KSTP chief political reporter Tom Hauser profiled Stauber, click below for that one on one interview. Now, a profile with Stauber’s democratic challenger, Jen Schultz. The race in November will be a rematch between the two.

“We’re starting much earlier this time,” Schultz said. “So it’s a very different campaign. I have a really strong team.”

The two squared off in 2022 when Stauber defeated Schultz by 14 points, 57 percent to 43 percent in what has become a republican-leaning district.

“How do you overcome that?,” Hauser asked.

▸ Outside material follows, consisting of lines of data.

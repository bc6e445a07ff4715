//! Circuit identities and compiled artifacts

use std::fmt;
use std::str::FromStr;

use serde::{Deserialize, Serialize};

use crate::ProverError;

/// The four circuits the wallet proves against
#[derive(Debug, Clone, Copy, PartialEq, Eq, Hash, PartialOrd, Ord, Serialize, Deserialize)]
#[serde(rename_all = "lowercase")]
pub enum CircuitType {
    Deposit,
    Transfer,
    Withdraw,
    Ownership,
}

impl CircuitType {
    pub const ALL: [CircuitType; 4] = [
        CircuitType::Deposit,
        CircuitType::Transfer,
        CircuitType::Withdraw,
        CircuitType::Ownership,
    ];

    /// Artifact and circuit directory name
    pub fn name(&self) -> &'static str {
        match self {
            CircuitType::Deposit => "deposit",
            CircuitType::Transfer => "transfer",
            CircuitType::Withdraw => "withdraw",
            CircuitType::Ownership => "ownership",
        }
    }

    pub fn artifact_file(&self) -> String {
        format!("{}.json", self.name())
    }
}

impl fmt::Display for CircuitType {
    fn fmt(&self, f: &mut fmt::Formatter<'_>) -> fmt::Result {
        f.write_str(self.name())
    }
}

impl FromStr for CircuitType {
    type Err = ProverError;

    fn from_str(s: &str) -> Result<Self, Self::Err> {
        CircuitType::ALL
            .into_iter()
            .find(|c| c.name().eq_ignore_ascii_case(s))
            .ok_or_else(|| ProverError::InvalidInput(format!("unknown circuit type: {}", s)))
    }
}

/// Compiled circuit as emitted by `nargo compile`
///
/// Only `bytecode` is interpreted; every other field is carried through
/// untouched so the artifact can be handed to the backend as-is.
#[derive(Debug, Clone, PartialEq, Serialize, Deserialize)]
pub struct CircuitArtifact {
    pub bytecode: String,
    #[serde(default, skip_serializing_if = "Option::is_none")]
    pub abi: Option<serde_json::Value>,
    #[serde(default, skip_serializing_if = "Option::is_none")]
    pub noir_version: Option<String>,
    #[serde(default, skip_serializing_if = "Option::is_none")]
    pub hash: Option<serde_json::Value>,
    #[serde(flatten)]
    pub extra: serde_json::Map<String, serde_json::Value>,
}

impl CircuitArtifact {
    /// Parse an artifact document, rejecting missing or empty bytecode
    pub fn from_json(circuit: CircuitType, bytes: &[u8]) -> Result<Self, ProverError> {
        let artifact: CircuitArtifact =
            serde_json::from_slice(bytes).map_err(|e| ProverError::ArtifactLoad {
                circuit,
                reason: format!("invalid artifact JSON: {}", e),
            })?;

        if artifact.bytecode.trim().is_empty() {
            return Err(ProverError::ArtifactLoad {
                circuit,
                reason: "artifact has empty bytecode".to_string(),
            });
        }
        Ok(artifact)
    }
}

“Well it’s been a strong DFL district for 70 of the last 77 years,” Schultz answered. “So in 2018 when it was an open seat, that’s when my opponent won and he’s been in office for five years and it can swing back. People thought that my opponent was going to be a moderate and take votes that reflected the people of the district and that’s not happening.”

Schultz will need a strong team if she’s going to beat the incumbent. One difficulty for democrats is that the 8th district extends all the way from the northern border with Canada to the northern parts of the twin cities metro area, an area that tends to lean republican.

Meanwhile, pro-mining forces on the iron range have been increasingly unhappy about what they consider anti-mining policies from state and federal democrats. On that topic, Schultz says she’s not anti-mining.

“People care about mining. It’s very important to people. It’s important to part of our economy in our district. People care about a lot of other issues Stauber has voted against,” she said.

Among those issues, she says he voted against a bill that included a billion dollars for the Blatnik bridge project. Stauber says he supported the bridge funding but thought the overall bill was too costly.

“We rely on the Blatnik Bridge. Thousands of people drive over it every day. It’s hundreds of millions of dollars in commerce. It is critical for our regional economy,” Schultz said. “So I think people are upset because he took credit for getting the funding when he voted against the bill.”